Le cinéaste incarne d’ailleurs l’ingénieur parisien du récit, venu présenter le dernier projet robotique de son entreprise. Et dans une interminable présentation et démonstration, il se sent happé par un colosse au loin, qui semble l’observer. Mais qui a réellement appelé l’autre en premier pour se donner rendez-vous au cœur de ce paysage unique ? On ne le saura pas vraiment, car ce dernier semble prédestiné à la fuite, depuis son appartement et son confort de vie, qui ne lui manquent en rien.
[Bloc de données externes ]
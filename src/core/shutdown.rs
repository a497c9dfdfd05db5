//! # Signal bridge: OS shutdown signals into environment cancellation.
//!
//! Two independent pieces, each started once per process:
//! - [`ShutdownWatcher`] waits for one termination signal, sleeps the configured grace delay,
//!   then cancels its [`Environment`] with [`TaskError::Signaled`].
//! - [`suppress_sigpipe`] replaces the default SIGPIPE disposition (terminate) with a
//!   listener that drops the signal. Broken-pipe writes still fail with `EPIPE` through
//!   the normal `io::Result` path.
//!
//! ```text
//!   SIGINT / SIGTERM ─► warn!(signal, delay) ─► ShutdownRequested ─► sleep(delay)
//!                                                                      └─► env.cancel(Some(Signaled))
//! ```
//!
//! ## Signals
//! **Unix platforms:** `SIGINT` (Ctrl-C in terminal), `SIGTERM` (default kill signal, used by
//! systemd/Kubernetes).
//!
//! **Windows platforms:** `Ctrl-C` via [`tokio::signal::ctrl_c`].

use std::future::Future;
use std::io;
use std::time::Duration;

use tokio::task::JoinHandle;

use crate::config::Config;
use crate::core::Environment;
use crate::error::TaskError;
use crate::events::{Event, EventKind};

/// Installed termination-signal listeners.
struct ShutdownSignals {
    #[cfg(unix)]
    sigint: tokio::signal::unix::Signal,
    #[cfg(unix)]
    sigterm: tokio::signal::unix::Signal,
}

impl ShutdownSignals {
    #[cfg(unix)]
    fn install() -> io::Result<Self> {
        use tokio::signal::unix::{SignalKind, signal};

        Ok(Self {
            sigint: signal(SignalKind::interrupt())?,
            sigterm: signal(SignalKind::terminate())?,
        })
    }

    #[cfg(not(unix))]
    fn install() -> io::Result<Self> {
        Ok(Self {})
    }

    #[cfg(unix)]
    async fn recv(&mut self) -> &'static str {
        tokio::select! {
            _ = self.sigint.recv()  => "SIGINT",
            _ = self.sigterm.recv() => "SIGTERM",
        }
    }

    #[cfg(not(unix))]
    async fn recv(&mut self) -> &'static str {
        if let Err(err) = tokio::signal::ctrl_c().await {
            tracing::warn!(error = %err, "ctrl-c listener failed");
            std::future::pending::<()>().await;
        }
        "ctrl-c"
    }
}

/// Waits for a termination signal and returns its name.
///
/// Each call creates independent signal listeners.
/// Returns `Err` if signal registration fails.
pub async fn wait_for_shutdown_signal() -> io::Result<&'static str> {
    let mut signals = ShutdownSignals::install()?;
    Ok(signals.recv().await)
}

/// Cancels one environment after a shutdown signal and a grace delay.
///
/// # Example
/// ```no_run
/// use taskenv::{Config, Environment, Scope, ShutdownWatcher};
///
/// #[tokio::main]
/// async fn main() -> std::io::Result<()> {
///     let cfg = Config::from_env();
///     let env = Environment::with_config(&Scope::root(), &cfg);
///     ShutdownWatcher::new(&env, &cfg).spawn()?;
///
///     env.go(|ctx| async move {
///         ctx.cancelled().await;
///         Ok(())
///     })
///     .ok();
///
///     if let Err(err) = env.wait().await {
///         assert!(taskenv::is_signaled(&err));
///     }
///     Ok(())
/// }
/// ```
#[derive(Clone, Debug)]
pub struct ShutdownWatcher {
    env: Environment,
    delay: Duration,
}

impl ShutdownWatcher {
    /// Creates a watcher targeting `env` with `cfg.cancellation_delay` as grace delay.
    pub fn new(env: &Environment, cfg: &Config) -> Self {
        Self {
            env: env.clone(),
            delay: cfg.cancellation_delay,
        }
    }

    /// Grace delay applied between the signal and cancellation.
    pub fn delay(&self) -> Duration {
        self.delay
    }

    /// Installs SIGINT/SIGTERM listeners now and handles the first signal in a background task.
    ///
    /// Listeners are registered before this returns, so no signal sent afterwards is missed.
    /// The watcher handles one signal and does not re-arm.
    pub fn spawn(self) -> io::Result<JoinHandle<()>> {
        let mut signals = ShutdownSignals::install()?;
        Ok(tokio::spawn(async move {
            let signal = signals.recv().await;
            self.fire(signal).await;
        }))
    }

    /// Same flow as [`spawn`](Self::spawn), with `trigger` standing in for the OS signal.
    ///
    /// `trigger` resolves to the name reported in logs and events.
    pub async fn run_until<F>(self, trigger: F)
    where
        F: Future<Output = &'static str>,
    {
        let signal = trigger.await;
        self.fire(signal).await;
    }

    async fn fire(&self, signal: &'static str) {
        tracing::warn!(signal, delay = ?self.delay, "got signal");
        self.env.bus().publish(
            Event::new(EventKind::ShutdownRequested)
                .with_reason(signal)
                .with_delay(self.delay),
        );

        if !self.delay.is_zero() {
            tokio::time::sleep(self.delay).await;
        }
        self.env.cancel(Some(TaskError::Signaled));
    }
}

/// Keeps SIGPIPE from terminating the process.
///
/// A listener is registered and its deliveries are dropped. Writes to a closed pipe or socket
/// still return `EPIPE` (`io::ErrorKind::BrokenPipe`). No-op on non-unix platforms.
#[cfg(unix)]
pub fn suppress_sigpipe() -> io::Result<()> {
    use tokio::signal::unix::{SignalKind, signal};

    let mut pipe = signal(SignalKind::pipe())?;
    tokio::spawn(async move {
        while pipe.recv().await.is_some() {
            tracing::trace!("dropped SIGPIPE");
        }
    });
    Ok(())
}

/// Keeps SIGPIPE from terminating the process (no-op on this platform).
#[cfg(not(unix))]
pub fn suppress_sigpipe() -> io::Result<()> {
    Ok(())
}
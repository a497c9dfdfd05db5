//! # Environment: launch, track and jointly cancel a group of tasks.
//!
//! The [`Environment`] owns one [`Scope`] derived from the caller's scope, a
//! [`TaskTracker`] counting in-flight tasks, a stopped gate and a single-write error slot.
//!
//! ```text
//!   go(f) / go_with_id(f) / go_task(t)
//!        │  (gate read-locked: rejected once stopped)
//!        └──► tracker.spawn(run_task)
//!                  ├─ Ok / Err(Canceled) after cancel ─► TaskStopped
//!                  ├─ Err(Canceled) on its own        ─► TaskFailed ─► cancel(None)
//!                  ├─ Err(e)                          ─► TaskFailed ─► cancel(Some(e))
//!                  └─ panic                           ─► TaskFailed ─► cancel(Some(Panicked)) ─► resume_unwind
//!
//!   cancel(cause) ─► error slot (set if empty) ─► close gate ─► scope.cancel(cause)
//!
//!   wait() ─► until gate closed (stop / cancel / parent cancelled)
//!          ─► until tracker empty
//!          ─► first recorded error or Ok(())
//! ```
//!
//! ## Rules
//! - Exactly one error is retained: the first one written to the slot.
//! - Cancellation is cooperative; tasks are never aborted, and `wait` joins all of them.
//! - `Err(TaskError::Canceled)` after the scope was cancelled is a graceful exit. Returned
//!   while the scope is still live, it cancels the environment without recording an error.
//! - A panicking task cancels the environment with [`TaskError::Panicked`], then the panic
//!   resumes unwinding inside its tokio task.
//!
//! ## Example
//! ```rust
//! use taskenv::{Environment, Scope, TaskError};
//!
//! #[tokio::main(flavor = "current_thread")]
//! async fn main() {
//!     let env = Environment::new(&Scope::root());
//!
//!     env.go(|ctx: Scope| async move {
//!         ctx.cancelled().await;
//!         Ok(())
//!     })
//!     .unwrap();
//!     env.go(|_ctx: Scope| async move { Err(TaskError::fail("boom")) })
//!         .unwrap();
//!
//!     assert_eq!(env.wait().await, Err(TaskError::fail("boom")));
//! }
//! ```

use std::any::Any;
use std::future::Future;
use std::panic::{self, AssertUnwindSafe};
use std::sync::{Arc, OnceLock, PoisonError, RwLock};

use futures::FutureExt;
use tokio::sync::broadcast;
use tokio_util::task::TaskTracker;
use tracing::Instrument;
use uuid::Uuid;

use crate::config::Config;
use crate::core::Scope;
use crate::error::{RuntimeError, TaskError};
use crate::events::{Bus, Event, EventKind};
use crate::tasks::TaskRef;

tokio::task_local! {
    /// Correlation id of a task launched with [`Environment::go_with_id`].
    ///
    /// Visible to the task body and everything it awaits on the same task.
    pub static REQUEST_ID: Arc<str>;
}

/// Returns the correlation id of the current task, if it was launched with an id.
///
/// ```
/// assert_eq!(taskenv::request_id(), None);
/// ```
pub fn request_id() -> Option<String> {
    REQUEST_ID.try_with(|id| id.to_string()).ok()
}

/// Coordinates task launch, tracking and joint shutdown.
///
/// Cheap to clone; clones refer to the same environment.
#[derive(Clone, Debug)]
pub struct Environment {
    inner: Arc<Inner>,
}
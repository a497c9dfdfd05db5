//! # taskenv
//!
//! **taskenv** is a cooperative task-lifecycle supervisor for tokio.
//!
//! An [`Environment`] launches tasks, hands each of them the same cancellation [`Scope`],
//! cancels that scope when any task fails (or on request, or on a shutdown signal) and
//! offers a single join point, [`Environment::wait`], that resolves once every launched
//! task has returned. Only the first failure is kept.
//!
//! ## Architecture
//! ```text
//!   parent Scope ──derive──► Environment scope ────────────────┐
//!                                 │                            │ observed by
//!        go / go_with_id / go_task│                            ▼
//!                                 ├──► task #1 ──┐      ctx.cancelled().await
//!                                 ├──► task #2 ──┼── Err(e) ──► cancel(Some(e))
//!                                 └──► task #N ──┘                 │
//!                                                                  ├─► error slot (first wins)
//!   ShutdownWatcher ── SIGINT/SIGTERM ── sleep(delay) ─────────────┤
//!                                            cancel(Some(Signaled))└─► scope cancelled
//!
//!   wait(): gate closed (stop/cancel) ─► all tasks returned ─► first error or Ok(())
//! ```
//!
//! ## Features
//! | Area              | Description                                                        | Key types                                   |
//! |-------------------|--------------------------------------------------------------------|---------------------------------------------|
//! | **Scopes**        | Done signal with one recorded cause; outer-to-inner propagation.   | [`Scope`]                                   |
//! | **Supervision**   | Launch, stop, cancel, join; first error wins.                      | [`Environment`]                             |
//! | **Tasks**         | Closures or named trait objects.                                   | [`Task`], [`TaskFn`], [`TaskRef`]           |
//! | **Signals**       | Grace-delayed cancellation on SIGINT/SIGTERM; SIGPIPE suppression. | [`ShutdownWatcher`], [`suppress_sigpipe`]   |
//! | **Errors**        | Typed errors for tasks and the environment.                        | [`TaskError`], [`RuntimeError`]             |
//! | **Events**        | Broadcast lifecycle events.                                        | [`Event`], [`EventKind`]                    |
//! | **Configuration** | Grace delay (`CANCELLATION_DELAY_SECONDS`) and bus capacity.       | [`Config`]                                  |
//!
//! ## Example
//! ```rust
//! use std::time::Duration;
//! use taskenv::{Config, Environment, Scope, ShutdownWatcher, TaskError};
//!
//! #[tokio::main(flavor = "current_thread")]
//! async fn main() -> Result<(), Box<dyn std::error::Error>> {
//!     let cfg = Config::from_env();
//!     let env = Environment::with_config(&Scope::root(), &cfg);
//!     ShutdownWatcher::new(&env, &cfg).spawn()?;
//!
//!     env.go_with_id(|ctx: Scope| async move {
//!         tokio::select! {
//!             _ = ctx.cancelled() => Ok(()),
//!             _ = tokio::time::sleep(Duration::from_millis(10)) => {
//!                 Err(TaskError::fail("worker gave up"))
//!             }
//!         }
//!     })?;
//!
//!     match env.wait().await {
//!         Err(err) if taskenv::is_signaled(&err) => println!("shut down by signal"),
//!         Err(err) => println!("failed: {err}"),
//!         Ok(()) => println!("done"),
//!     }
//!     Ok(())
//! }
//! ```
mod config;
mod core;
mod error;
mod events;
mod tasks;

// ---- Public re-exports ----

pub use config::{CANCELLATION_DELAY_ENV, Config};
pub use crate::core::{
    Environment, REQUEST_ID, Scope, ShutdownWatcher, request_id, suppress_sigpipe,
    wait_for_shutdown_signal,
};
pub use error::{RuntimeError, TaskError, is_signaled};
pub use events::{Event, EventKind};
pub use tasks::{Task, TaskFn, TaskRef};
/// State management commands.
async fn cmd_state(ws: &Workspace, command: StateCommands, formatter: OutputFormatter) -> Result<ExitCode> {
    let store = ws.store.as_ref();

    match command {
        StateCommands::List => {
            let snapshot = store.snapshot().await?;
            write_stdout(&formatter.format_records(&snapshot))?;
        }
        StateCommands::Show { address } => {
            let address: ResourceAddress = address.parse()?;
            let record = store.get(&address).await?.ok_or_else(|| not_in_state(&address))?;
            write_stdout(&formatter.format_record(&record))?;
        }
        StateCommands::Rm { address } => {
            let address: ResourceAddress = address.parse()?;
            ws.locked(async {
                forget_record(store, &address).await?;
                Ok::<_, ForgeError>(ExitCode::SUCCESS)
            })
            .await?;
            write_stdout(&formatter.message(
                "success",
                &format!("Removed {address} from state; the real object was not touched."),
            ))?;
        }
        StateCommands::Mv { from, to } => {
            let from: ResourceAddress = from.parse()?;
            let to: ResourceAddress = to.parse()?;
            ws.locked(async {
                move_record(store, &from, &to).await?;
                let mut entry = RunHistoryEntry::new(RunOperation::Move);
                entry.succeeded = 1;
                store.append_history(entry).await?;
                Ok::<_, ForgeError>(ExitCode::SUCCESS)
            })
            .await?;
            write_stdout(&formatter.message("success", &format!("Moved {from} to {to}.")))?;
        }
        StateCommands::Lock { holder } => {
            let holder = holder.unwrap_or_else(generate_holder_id);
            let lock = store.acquire_lock(&holder).await?;
            write_stdout(&formatter.format_lock(Some(&lock)))?;
        }
        StateCommands::Unlock { lock_id, force } => {
            if force {
                if let Some(lock) = store.lock_info().await? {
                    store.release_lock(&lock.lock_id).await?;
                    write_stdout(&formatter.message("success", "State forcefully unlocked."))?;
                } else {
                    write_stdout(&formatter.format_lock(None))?;
                }
            } else if let Some(id) = lock_id {
                store.release_lock(&id).await?;
                write_stdout(&formatter.message("success", "State unlocked."))?;
            } else {
                write_stdout(&formatter.format_lock(store.lock_info().await?.as_ref()))?;
                eprintln!("Please provide --lock-id or use --force");
                return Ok(ExitCode::FAILURE);
            }
        }
        StateCommands::History { limit } => {
            let history = store.history().await?;
            let skip = history.len().saturating_sub(limit);
            write_stdout(&formatter.format_history(&history[skip..]))?;
        }
    }

    Ok(ExitCode::SUCCESS)
}

// ============================================================================
// Helper Functions
// ============================================================================

/// Resolves the configuration file path.
fn resolve_config_path(config_path: Option<&PathBuf>) -> Result<PathBuf> {
    config_path.map_or_else(|| find_config_file("."), |path| Ok(path.clone()))
}

/// Directory relative paths in the configuration are resolved against.
fn base_dir(config_file: &Path) -> PathBuf {
    config_file
        .parent()
        .filter(|p| !p.as_os_str().is_empty())
        .map_or_else(|| PathBuf::from("."), Path::to_path_buf)
}

fn parser(base_dir: &Path, vars: &[(String, String)]) -> ConfigParser {
    vars.iter().fold(
        ConfigParser::new().with_base_path(base_dir),
        |parser, (name, value)| parser.with_variable(name, value),
    )
}

fn not_in_state(address: &ResourceAddress) -> ForgeError {
    ForgeError::State(StateError::storage(format!("{address} is not in state")))
}

/// Asks for confirmation on stderr.
fn confirm(prompt: &str, expected: &str) -> Result<bool> {
    eprint!("{prompt}");
    std::io::stderr().flush()?;

    let mut input = String::new();
    std::io::stdin().read_line(&mut input)?;
    Ok(input.trim().eq_ignore_ascii_case(expected))
}

/// Apply and destroy fail unless every step succeeded.
fn exit_for(report: &RunReport) -> ExitCode {
    if report.is_success() {
        ExitCode::SUCCESS
    } else {
        ExitCode::FAILURE
    }
}

fn write_stdout(text: &str) -> Result<()> {
    let mut stdout = std::io::stdout().lock();
    stdout.write_all(text.as_bytes())?;
    stdout.flush()?;
    Ok(())
}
Il délaisse famille et boulot pour se consacrer à l’alpinisme sur un glacier, où il enchaîne les bivouacs et les allers-retours à une station, à proximité de sa zone d’exploration. Léa (Louise Bourgoin) l’y attend constamment, entre deux cafés et des promesses de retour. Ce n’est pas l’aspect le plus alléchant du programme, qui préfère se revitaliser au plus proche des cieux. Il est d’ailleurs possible d’évaluer à quelle altitude Pierre évolue, dans une autonomie silencieuse, en laissant donc de la place pour le spectateur, qui régule peu à peu son oxygène.
« La Montagne » est pourtant fragile et en perpétuelle mutation. Elle recherche une forme stable, qui se fond dans la matière. Quelque part, Pierre représente cette même structure, qui s’effrite avec le temps. Le liant qu’il sonde et qu’il trouve enfin est loin de satisfaire sa condition, mais lui donne une étincelle, qu’il lui a échappé depuis un moment. Il ne semble faire qu’un avec la nature, impassible, mais la vérité se situe à mi-parcours de cette lente ascension, où ce dernier renaît de ses cendres pour briller de mille feux. Une soif de désir l’anime ainsi, jusqu’à ce qu’il puisse revenir sur ses pas, en les affirmant comme un homme de glace, revenu d’un voyage à la fois introspectif et métaphysique.